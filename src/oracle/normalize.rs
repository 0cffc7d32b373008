//! oracle 响应归一化
//!
//! 各家模型经常不听"只返回数字"的指令，会带上客套话或
//! "Answer: 3" 之类的包装，这里统一压成一个整数。

use regex::Regex;
use std::sync::OnceLock;

fn whole_number_re() -> &'static Regex {
    static RE: OnceLock<Regex> = OnceLock::new();
    RE.get_or_init(|| Regex::new(r"^\s*(\d+)\s*$").expect("合法的正则字面量"))
}

fn digit_run_re() -> &'static Regex {
    static RE: OnceLock<Regex> = OnceLock::new();
    RE.get_or_init(|| Regex::new(r"\d+").expect("合法的正则字面量"))
}

/// 把 oracle 的自由文本响应归一化为选项序号
///
/// 优先级：
/// 1. 整个响应就是一个数字 → 直接取
/// 2. 否则取响应中第一段连续数字
/// 3. 都没有 → None
pub fn extract_index(raw: &str) -> Option<u32> {
    let trimmed = raw.trim();

    if let Some(caps) = whole_number_re().captures(trimmed) {
        return caps.get(1)?.as_str().parse().ok();
    }

    digit_run_re()
        .find(trimmed)
        .and_then(|m| m.as_str().parse().ok())
}

#[cfg(test)]
mod tests {
    use super::*;

    #[test]
    fn test_bare_number() {
        assert_eq!(extract_index("3"), Some(3));
        assert_eq!(extract_index("  2  "), Some(2));
    }

    #[test]
    fn test_labeled_answer() {
        assert_eq!(extract_index("Answer: 3"), Some(3));
    }

    #[test]
    fn test_conversational_response() {
        assert_eq!(extract_index("I believe option 2 is correct."), Some(2));
    }

    #[test]
    fn test_no_digits() {
        assert_eq!(extract_index("no idea"), None);
        assert_eq!(extract_index(""), None);
    }

    #[test]
    fn test_first_digit_run_wins() {
        assert_eq!(extract_index("options 12 and 3 both look right"), Some(12));
    }
}
//! 基础设施层：屏幕、指针、OCR 引擎、模板匹配
//!
//! 对外只暴露能力 trait 和各自的默认实现，
//! 上层通过 trait 对象注入，测试时替换为桩实现。

pub mod screen;
pub mod template;
pub mod tesseract;

pub use screen::{EnigoPointer, PointerControl, ScreenCapture, XcapScreen};
pub use template::{find_best_match, TemplateMatch};
pub use tesseract::{OcrProvider, TesseractOcr};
________
__Work request__
Every entry above should be duplicated exactly.

__Answer space__
filename src/oracle/normalize.rs
repository 0cffc7d32b373008
//! oracle 响应归一化
//!
//! 各家模型经常不听"只返回数字"的指令，会带上客套话或
//! "Answer: 3" 之类的包装，这里统一压成一个整数。

use regex::Regex;
use std::sync::OnceLock;

fn whole_number_re() -> &'static Regex {
    static RE: OnceLock<Regex> = OnceLock::new();
    RE.get_or_init(|| Regex::new(r"^\s*(\d+)\s*$").expect("合法的正则字面量"))
}

fn digit_run_re() -> &'static Regex {
    static RE: OnceLock<Regex> = OnceLock::new();
    RE.get_or_init(|| Regex::new(r"\d+").expect("合法的正则字面量"))
}

/// 把 oracle 的自由文本响应归一化为选项序号
///
/// 优先级：
/// 1. 整个响应就是一个数字 → 直接取
/// 2. 否则取响应中第一段连续数字
/// 3. 都没有 → None
pub fn extract_index(raw: &str) -> Option<u32> {
    let trimmed = raw.trim();

    if let Some(caps) = whole_number_re().captures(trimmed) {
        return caps.get(1)?.as_str().parse().ok();
    }

    digit_run_re()
        .find(trimmed)
        .and_then(|m| m.as_str().parse().ok())
}

#[cfg(test)]
mod tests {
    use super::*;

    #[test]
    fn test_bare_number() {
        assert_eq!(extract_index("3"), Some(3));
        assert_eq!(extract_index("  2  "), Some(2));
    }

    #[test]
    fn test_labeled_answer() {
        assert_eq!(extract_index("Answer: 3"), Some(3));
    }

    #[test]
    fn test_conversational_response() {
        assert_eq!(extract_index("I believe option 2 is correct."), Some(2));
    }

    #[test]
    fn test_no_digits() {
        assert_eq!(extract_index("no idea"), None);
        assert_eq!(extract_index(""), None);
    }

    #[test]
    fn test_first_digit_run_wins() {
        assert_eq!(extract_index("options 12 and 3 both look right"), Some(12));
    }
}
//! 基础设施层：屏幕、指针、OCR 引擎、模板匹配
//!
//! 对外只暴露能力 trait 和各自的默认实现，
//! 上层通过 trait 对象注入，测试时替换为桩实现。

pub mod screen;
pub mod template;
pub mod tesseract;

pub use screen::{EnigoPointer, PointerControl, ScreenCapture, XcapScreen};
pub use template::{find_best_match, TemplateMatch};
pub use tesseract::{OcrProvider, TesseractOcr};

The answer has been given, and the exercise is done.